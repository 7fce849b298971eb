//! # Recovery Phrase (BIP39)
//!
//! BIP39 mnemonic phrases that every DID key of a wallet is derived from.
//!
//! ## Supported Lengths
//!
//! ```text
//! ┌─────────────────────────────────────────────────────────────────────────┐
//! │                      BIP39 MNEMONIC LENGTHS                             │
//! ├─────────────────────────────────────────────────────────────────────────┤
//! │                                                                         │
//! │   Words │ Entropy │ Checksum                                           │
//! │   ──────┼─────────┼─────────                                            │
//! │     12  │ 128 bit │  4 bit                                             │
//! │     15  │ 160 bit │  5 bit                                             │
//! │     18  │ 192 bit │  6 bit                                             │
//! │     21  │ 224 bit │  7 bit                                             │
//! │     24  │ 256 bit │  8 bit                                             │
//! │                                                                         │
//! │  checksum = first (entropy_bits / 32) bits of SHA256(entropy)          │
//! │                                                                         │
//! └─────────────────────────────────────────────────────────────────────────┘
//! ```
//!
//! ## Seed Derivation
//!
//! Substrate wallets do not use the BIP39 seed. The mini-secret is
//! PBKDF2 over the decoded *entropy*, see [`crate::crypto::kdf`].
//!
//! ## Security Considerations
//!
//! | Aspect | Measure |
//! |--------|---------|
//! | Entropy | OS CSPRNG |
//! | Checksum | Catches typos before any key is derived |
//! | Storage | Phrase should be written down, never stored digitally |
//! | Display | Show once, never log |

use bip39::{Language, Mnemonic};
use rand::RngCore;
use zeroize::{ZeroizeOnDrop, Zeroizing};

use crate::crypto::kdf::{self, MINI_SECRET_SIZE};
use crate::error::{Error, Result};

/// Default number of words for a new wallet
pub const WORD_COUNT: usize = 12;

/// Word counts accepted for generation and parsing
pub const SUPPORTED_WORD_COUNTS: [usize; 5] = [12, 15, 18, 21, 24];

/// Maximum number of autocomplete suggestions
const MAX_SUGGESTIONS: usize = 10;

/// A BIP39 recovery phrase
///
/// ## Security Warning
///
/// - This phrase can fully recover every key of the wallet
/// - Should be shown to the user exactly once
/// - Should never be logged or stored in plaintext
#[derive(ZeroizeOnDrop)]
pub struct RecoveryPhrase {
    #[zeroize(skip)] // bip39::Mnemonic doesn't implement Zeroize
    mnemonic: Mnemonic,
}

impl RecoveryPhrase {
    /// Generate a new random recovery phrase with `word_count` words
    pub fn generate(word_count: usize) -> Result<Self> {
        if !SUPPORTED_WORD_COUNTS.contains(&word_count) {
            return Err(Error::InvalidMnemonic(format!(
                "unsupported word count {}",
                word_count
            )));
        }

        // 32 bits of entropy per 3 words
        let mut entropy = Zeroizing::new([0u8; 32]);
        let entropy_len = word_count / 3 * 4;
        rand::rngs::OsRng.fill_bytes(&mut entropy[..entropy_len]);

        let mnemonic = Mnemonic::from_entropy(&entropy[..entropy_len])
            .map_err(|e| Error::Internal(format!("Failed to generate mnemonic: {}", e)))?;

        Ok(Self { mnemonic })
    }

    /// Parse a recovery phrase
    ///
    /// ## Validation
    ///
    /// - 12, 15, 18, 21 or 24 words
    /// - All words must be in the BIP39 English wordlist
    /// - Checksum must be valid
    pub fn from_phrase(phrase: &str) -> Result<Self> {
        let mnemonic = Mnemonic::parse_in_normalized(Language::English, phrase)
            .map_err(|e| Error::InvalidMnemonic(e.to_string()))?;

        if !SUPPORTED_WORD_COUNTS.contains(&mnemonic.word_count()) {
            return Err(Error::InvalidMnemonic(format!(
                "unsupported word count {}",
                mnemonic.word_count()
            )));
        }

        Ok(Self { mnemonic })
    }

    /// Parse from a list of words
    pub fn from_words(words: &[&str]) -> Result<Self> {
        let phrase = Zeroizing::new(words.join(" "));
        Self::from_phrase(&phrase)
    }

    /// Get the words as a vector
    pub fn words(&self) -> Vec<&'static str> {
        self.mnemonic.words().collect()
    }

    /// Number of words
    pub fn word_count(&self) -> usize {
        self.mnemonic.word_count()
    }

    /// Get the phrase as a single string (words separated by spaces)
    ///
    /// ## Security Warning
    ///
    /// Only use this for display to user. Never log or store.
    pub fn phrase(&self) -> Zeroizing<String> {
        Zeroizing::new(self.mnemonic.to_string())
    }

    /// Substrate mini-secret for this phrase and an optional password
    pub fn to_mini_secret(&self, password: &str) -> Result<Zeroizing<[u8; MINI_SECRET_SIZE]>> {
        kdf::mini_secret_from_mnemonic(&self.mnemonic, password)
    }

    /// Validate a phrase without creating a RecoveryPhrase
    ///
    /// Useful for UI validation before submission.
    pub fn validate(phrase: &str) -> Result<()> {
        Self::from_phrase(phrase)?;
        Ok(())
    }

    /// Check if a single word is in the BIP39 wordlist
    pub fn is_valid_word(word: &str) -> bool {
        let word_lower = word.to_lowercase();
        Language::English
            .word_list()
            .iter()
            .any(|w| *w == word_lower)
    }

    /// Get word suggestions for autocomplete
    ///
    /// Returns words from the BIP39 wordlist that start with the given prefix.
    pub fn suggest_words(prefix: &str) -> Vec<&'static str> {
        if prefix.is_empty() {
            return vec![];
        }

        let prefix_lower = prefix.to_lowercase();
        Language::English
            .word_list()
            .iter()
            .filter(|word| word.starts_with(&prefix_lower))
            .take(MAX_SUGGESTIONS)
            .copied()
            .collect()
    }
}

// Prevent accidental logging
impl std::fmt::Debug for RecoveryPhrase {
    fn fmt(&self, f: &mut std::fmt::Formatter<'_>) -> std::fmt::Result {
        write!(f, "RecoveryPhrase([REDACTED])")
    }
}

// ============================================================================
// TESTS
// ============================================================================

#[cfg(test)]
mod tests {
    use super::*;

    const ABANDON: &str = "abandon abandon abandon abandon abandon abandon abandon abandon abandon abandon abandon about";

    #[test]
    fn test_generate_recovery_phrase() {
        for count in SUPPORTED_WORD_COUNTS {
            let phrase = RecoveryPhrase::generate(count).unwrap();
            assert_eq!(phrase.words().len(), count);
            assert!(RecoveryPhrase::validate(&phrase.phrase()).is_ok());
        }
    }

    #[test]
    fn test_generate_rejects_odd_counts() {
        assert!(RecoveryPhrase::generate(13).is_err());
        assert!(RecoveryPhrase::generate(0).is_err());
    }

    #[test]
    fn test_parse_valid_phrase() {
        // This is a valid BIP39 phrase (DO NOT USE FOR REAL!)
        let test_phrase = "abandon abandon abandon abandon abandon abandon abandon abandon abandon abandon abandon abandon abandon abandon abandon abandon abandon abandon abandon abandon abandon abandon abandon art";

        let phrase = RecoveryPhrase::from_phrase(test_phrase).unwrap();
        assert_eq!(phrase.word_count(), 24);

        let short = RecoveryPhrase::from_phrase(ABANDON).unwrap();
        assert_eq!(short.word_count(), 12);
    }

    #[test]
    fn test_parse_invalid_word() {
        let invalid_phrase = "invalid word here abandon abandon abandon abandon abandon abandon abandon abandon about";

        let result = RecoveryPhrase::from_phrase(invalid_phrase);
        assert!(matches!(result, Err(Error::InvalidMnemonic(_))));
    }

    #[test]
    fn test_parse_wrong_word_count() {
        let short_phrase = "abandon abandon abandon";
        let result = RecoveryPhrase::from_phrase(short_phrase);
        assert!(result.is_err());
    }

    #[test]
    fn test_from_words() {
        let words: Vec<&str> = ABANDON.split(' ').collect();
        let phrase = RecoveryPhrase::from_words(&words).unwrap();
        assert_eq!(phrase.phrase().as_str(), ABANDON);
    }

    #[test]
    fn test_mini_secret_matches_kdf() {
        let phrase = RecoveryPhrase::from_phrase(ABANDON).unwrap();
        let seed = phrase.to_mini_secret("").unwrap();
        assert_eq!(
            hex::encode(*seed),
            "4ed8d4b17698ddeaa1f1559f152f87b5d472f725ca86d341bd0276f1b61197e2"
        );
        assert_ne!(*seed, *phrase.to_mini_secret("pass").unwrap());
    }

    #[test]
    fn test_is_valid_word() {
        assert!(RecoveryPhrase::is_valid_word("abandon"));
        assert!(RecoveryPhrase::is_valid_word("Zoo"));
        assert!(!RecoveryPhrase::is_valid_word("notaword"));
    }

    #[test]
    fn test_suggest_words() {
        let suggestions = RecoveryPhrase::suggest_words("ab");
        assert!(suggestions.contains(&"abandon"));
        assert!(suggestions.contains(&"ability"));
        assert!(suggestions.contains(&"able"));
        assert!(suggestions.len() <= MAX_SUGGESTIONS);
        assert!(RecoveryPhrase::suggest_words("").is_empty());
    }

    #[test]
    fn test_debug_redacts() {
        let phrase = RecoveryPhrase::from_phrase(ABANDON).unwrap();
        let debug = format!("{:?}", phrase);
        assert!(debug.contains("REDACTED"));
        assert!(!debug.contains("abandon"));
    }
}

What this task involves — Restate word for word the entries above from the line with "Aspect | Measure |" through the line with "use rand::RngCore;", inclusive, leaving out everything else.

Response to this task —
//! | Aspect | Measure |
//! |--------|---------|
//! | Entropy | OS CSPRNG |
//! | Checksum | Catches typos before any key is derived |
//! | Storage | Phrase should be written down, never stored digitally |
//! | Display | Show once, never log |

use bip39::{Language, Mnemonic};
use rand::RngCore;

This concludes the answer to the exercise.